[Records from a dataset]
* * * *
//! Chagbot CLI entry point.

use anyhow::Context as _;
use chagbot::backend::BackendClient;
use chagbot::dispatch::Dispatcher;
use chagbot::media::{AttachmentStore, UploadCache};
use chagbot::messaging::{DiscordAdapter, Messaging};
use chagbot::supervisor::{RetryPolicy, Supervisor};
use clap::Parser;
use std::sync::Arc;
use tracing_subscriber::EnvFilter;

#[derive(Parser)]
#[command(name = "chagbot")]
#[command(about = "Discord bot relaying chat to a text-generation backend and serving random pictures")]
struct Cli {
    /// Path to config file (optional)
    #[arg(short, long)]
    config: Option<std::path::PathBuf>,

    /// Enable debug logging
    #[arg(short, long)]
    debug: bool,
}

#[tokio::main]
async fn main() -> anyhow::Result<()> {
    let cli = Cli::parse();

    // RUST_LOG wins over the --debug flag
    let filter = EnvFilter::try_from_default_env().unwrap_or_else(|_| {
        if cli.debug {
            EnvFilter::new("debug")
        } else {
            EnvFilter::new("info")
        }
    });

    tracing_subscriber::fmt().with_env_filter(filter).init();

    tracing::info!("Starting Chagbot...");

    let config = if let Some(config_path) = cli.config {
        chagbot::config::Config::load_from_path(&config_path)
            .with_context(|| format!("failed to load config from {}", config_path.display()))?
    } else {
        chagbot::config::Config::load()
            .with_context(|| "failed to load configuration from environment")?
    };
    config.ensure_dirs()?;

    tracing::info!(
        media_dir = %config.media.dir.display(),
        cache_path = %config.media.cache_path.display(),
        backend = %config.backend.base_url,
        "Configuration loaded"
    );

    let adapter = Arc::new(DiscordAdapter::new(config.discord.token.clone()));
    let backend = Arc::new(
        BackendClient::new(&config.backend).with_context(|| "failed to initialize backend client")?,
    );
    let cache = Arc::new(UploadCache::new(&config.media.cache_path));
    let dispatcher = Arc::new(
        Dispatcher::new(
            adapter.clone(),
            backend,
            AttachmentStore::new(&config.media.dir),
            cache,
        )
        .with_token_policy(config.dispatch.token_policy)
        .with_learning(config.backend.learn),
    );

    let supervisor = Supervisor::new(adapter.clone(), RetryPolicy::from_config(&config.retry));
    let connection = supervisor.state();

    tokio::select! {
        _ = supervisor.run(dispatcher) => {
            tracing::info!("Session ended");
        }
        _ = tokio::signal::ctrl_c() => {
            tracing::info!(state = %*connection.borrow(), "Shutdown signal received");
        }
    }

    tracing::info!("Shutting down...");
    if let Err(error) = Messaging::shutdown(adapter.as_ref()).await {
        tracing::warn!(%error, "adapter shutdown failed");
    }

    tracing::info!("Chagbot stopped");
    Ok(())
}
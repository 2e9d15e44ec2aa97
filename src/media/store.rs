//! Attachment store: enumerates the media directory and picks a file.

use rand::seq::IndexedRandom as _;
use std::collections::BTreeSet;
use std::path::{Path, PathBuf};

/// Candidate media files, read live from a directory.
#[derive(Debug, Clone)]
pub struct AttachmentStore {
    dir: PathBuf,
}

impl AttachmentStore {
    pub fn new(dir: impl Into<PathBuf>) -> Self {
        Self { dir: dir.into() }
    }

    pub fn dir(&self) -> &Path {
        &self.dir
    }

    /// Full path of a file in the media directory.
    pub fn path_of(&self, file_name: &str) -> PathBuf {
        self.dir.join(file_name)
    }

    /// List regular files (or symlinks to them) in the media directory.
    ///
    /// A missing or unreadable directory yields an empty set. Hidden files
    /// (leading `.`) and subdirectories are skipped.
    pub async fn list_candidates(&self) -> BTreeSet<String> {
        let mut candidates = BTreeSet::new();

        let mut entries = match tokio::fs::read_dir(&self.dir).await {
            Ok(entries) => entries,
            Err(error) => {
                tracing::debug!(path = %self.dir.display(), %error, "media directory not readable");
                return candidates;
            }
        };

        loop {
            let entry = match entries.next_entry().await {
                Ok(Some(entry)) => entry,
                Ok(None) => break,
                Err(error) => {
                    tracing::warn!(path = %self.dir.display(), %error, "failed to read media directory entry");
                    break;
                }
            };

            // Follows symlinks; a dangling link is not a candidate.
            let is_file = tokio::fs::metadata(entry.path())
                .await
                .map(|metadata| metadata.is_file())
                .unwrap_or(false);
            if !is_file {
                continue;
            }

            // Non-UTF-8 names can't be sent as attachment names or cache keys.
            let Ok(name) = entry.file_name().into_string() else {
                continue;
            };
            if name.starts_with('.') {
                continue;
            }
            candidates.insert(name);
        }

        candidates
    }

    /// Uniformly pick one candidate, or `None` when there are none.
    pub async fn pick_random(&self) -> Option<String> {
        let candidates: Vec<String> = self.list_candidates().await.into_iter().collect();
        candidates.choose(&mut rand::rng()).cloned()
    }
}
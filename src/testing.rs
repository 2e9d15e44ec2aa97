//! In-process fakes for the messaging platform and the backend.
//!
//! Provides:
//! - [`FakeMessaging`]: records every send, counts uploads, can fail logins
//!   and uploads on demand
//! - [`StubBackend`]: a `ChatBackend` returning a fixed reply or error
//! - [`capture_logs`]: collects formatted log lines for the current thread

use std::path::Path;
use std::sync::{Arc, Mutex};
use std::sync::atomic::{AtomicBool, AtomicU32, Ordering};

use async_trait::async_trait;

use crate::backend::ChatBackend;
use crate::error::{BackendError, MessagingError, Result};
use crate::messaging::traits::{InboundStream, Messaging};
use crate::{InboundMessage, UploadReceipt};

/// Something the fake platform was asked to send.
#[derive(Debug, Clone, PartialEq, Eq)]
pub enum Sent {
    Text { target: String, text: String },
    File { target: String, file_name: String },
}

/// Messaging adapter that keeps everything in memory.
#[derive(Default)]
pub struct FakeMessaging {
    sent: Mutex<Vec<Sent>>,
    uploads: AtomicU32,
    fail_uploads: AtomicBool,
    start_attempts: AtomicU32,
    start_failures_left: Mutex<u32>,
    unreachable: AtomicBool,
    inbound: Mutex<Vec<InboundMessage>>,
}

impl FakeMessaging {
    pub fn new() -> Self {
        Self::default()
    }

    /// Fail the first `failures` calls to `start()`.
    pub fn failing_starts(failures: u32) -> Self {
        let fake = Self::default();
        *fake.start_failures_left.lock().expect("lock poisoned") = failures;
        fake
    }

    /// Fail the first `failures` calls to `start()` with a connection error,
    /// as when the platform can't be reached at all.
    pub fn unreachable_starts(failures: u32) -> Self {
        let fake = Self::failing_starts(failures);
        fake.unreachable.store(true, Ordering::SeqCst);
        fake
    }

    /// Deliver `messages` on the stream returned by `start()`.
    pub fn with_inbound(messages: Vec<InboundMessage>) -> Self {
        let fake = Self::default();
        *fake.inbound.lock().expect("lock poisoned") = messages;
        fake
    }

    pub fn fail_uploads(&self) {
        self.fail_uploads.store(true, Ordering::SeqCst);
    }

    pub fn sent(&self) -> Vec<Sent> {
        self.sent.lock().expect("lock poisoned").clone()
    }

    pub fn texts(&self) -> Vec<String> {
        self.sent()
            .into_iter()
            .filter_map(|sent| match sent {
                Sent::Text { text, .. } => Some(text),
                Sent::File { .. } => None,
            })
            .collect()
    }

    pub fn uploads(&self) -> u32 {
        self.uploads.load(Ordering::SeqCst)
    }

    pub fn start_attempts(&self) -> u32 {
        self.start_attempts.load(Ordering::SeqCst)
    }
}

impl Messaging for FakeMessaging {
    fn name(&self) -> &str {
        "fake"
    }

    async fn start(&self) -> Result<InboundStream> {
        self.start_attempts.fetch_add(1, Ordering::SeqCst);
        {
            let mut failures_left = self.start_failures_left.lock().expect("lock poisoned");
            if *failures_left > 0 {
                *failures_left -= 1;
                if self.unreachable.load(Ordering::SeqCst) {
                    return Err(std::io::Error::new(
                        std::io::ErrorKind::ConnectionRefused,
                        "platform unreachable",
                    )
                    .into());
                }
                return Err(MessagingError::SessionEnded("simulated login failure".into()).into());
            }
        }
        let messages = std::mem::take(&mut *self.inbound.lock().expect("lock poisoned"));
        Ok(Box::pin(futures::stream::iter(messages)))
    }

    async fn send_text(&self, target: &str, text: &str) -> Result<()> {
        self.sent.lock().expect("lock poisoned").push(Sent::Text {
            target: target.to_string(),
            text: text.to_string(),
        });
        Ok(())
    }

    async fn send_file(&self, target: &str, path: &Path, file_name: &str) -> Result<UploadReceipt> {
        // Let concurrent callers interleave like a real network call would.
        tokio::task::yield_now().await;

        if self.fail_uploads.load(Ordering::SeqCst) {
            return Err(anyhow::anyhow!("upload rejected: 413 Payload Too Large").into());
        }
        tokio::fs::metadata(path).await?;

        let upload = self.uploads.fetch_add(1, Ordering::SeqCst) + 1;
        self.sent.lock().expect("lock poisoned").push(Sent::File {
            target: target.to_string(),
            file_name: file_name.to_string(),
        });
        Ok(UploadReceipt {
            message_id: format!("msg-{upload}"),
            url: format!("https://cdn.example/{file_name}?upload={upload}"),
        })
    }
}

/// Backend returning a fixed reply (or a fixed rejection).
pub struct StubBackend {
    reply: std::result::Result<String, String>,
    generated: Mutex<Vec<(String, String)>>,
    learned: Mutex<Vec<String>>,
}

impl StubBackend {
    pub fn replying(text: impl Into<String>) -> Self {
        Self {
            reply: Ok(text.into()),
            generated: Mutex::new(Vec::new()),
            learned: Mutex::new(Vec::new()),
        }
    }

    pub fn rejecting(message: impl Into<String>) -> Self {
        Self {
            reply: Err(message.into()),
            generated: Mutex::new(Vec::new()),
            learned: Mutex::new(Vec::new()),
        }
    }

    /// `(seed_text, author_label)` pairs passed to `generate`.
    pub fn generated(&self) -> Vec<(String, String)> {
        self.generated.lock().expect("lock poisoned").clone()
    }

    pub fn learned(&self) -> Vec<String> {
        self.learned.lock().expect("lock poisoned").clone()
    }
}

#[async_trait]
impl ChatBackend for StubBackend {
    async fn generate(&self, seed_text: &str, author_label: &str) -> Result<String> {
        self.generated
            .lock()
            .expect("lock poisoned")
            .push((seed_text.to_string(), author_label.to_string()));
        match &self.reply {
            Ok(text) => Ok(text.clone()),
            Err(message) => Err(BackendError::Rejected(message.clone()).into()),
        }
    }

    async fn learn(&self, message: &str) -> Result<String> {
        self.learned
            .lock()
            .expect("lock poisoned")
            .push(message.to_string());
        Ok("Message added successfully".into())
    }
}

/// Formatted log output captured by [`capture_logs`].
#[derive(Clone, Default)]
pub struct CapturedLogs(Arc<Mutex<Vec<u8>>>);

impl CapturedLogs {
    pub fn lines(&self) -> Vec<String> {
        let bytes = self.0.lock().expect("lock poisoned").clone();
        String::from_utf8_lossy(&bytes)
            .lines()
            .map(str::to_string)
            .collect()
    }

    /// Lines at `level` (e.g. `"WARN"`) containing `needle`.
    pub fn count(&self, level: &str, needle: &str) -> usize {
        self.lines()
            .iter()
            .filter(|line| line.contains(level) && line.contains(needle))
            .count()
    }
}

impl std::io::Write for CapturedLogs {
    fn write(&mut self, buf: &[u8]) -> std::io::Result<usize> {
        self.0.lock().expect("lock poisoned").extend_from_slice(buf);
        Ok(buf.len())
    }

    fn flush(&mut self) -> std::io::Result<()> {
        Ok(())
    }
}

/// Record every event at debug and above until the guard drops.
///
/// The subscriber is thread-local, so use it from a current-thread runtime.
pub fn capture_logs() -> (CapturedLogs, tracing::subscriber::DefaultGuard) {
    let logs = CapturedLogs::default();
    let writer = logs.clone();
    let subscriber = tracing_subscriber::fmt()
        .with_max_level(tracing::Level::DEBUG)
        .with_ansi(false)
        .with_writer(move || writer.clone())
        .finish();
    (logs, tracing::subscriber::set_default(subscriber))
}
* * * *
TASK DETAILS:
Report the number of lines in the entries above that include the string "symlinks". Give nothing but the number.

EXERCISE OUTPUT:
2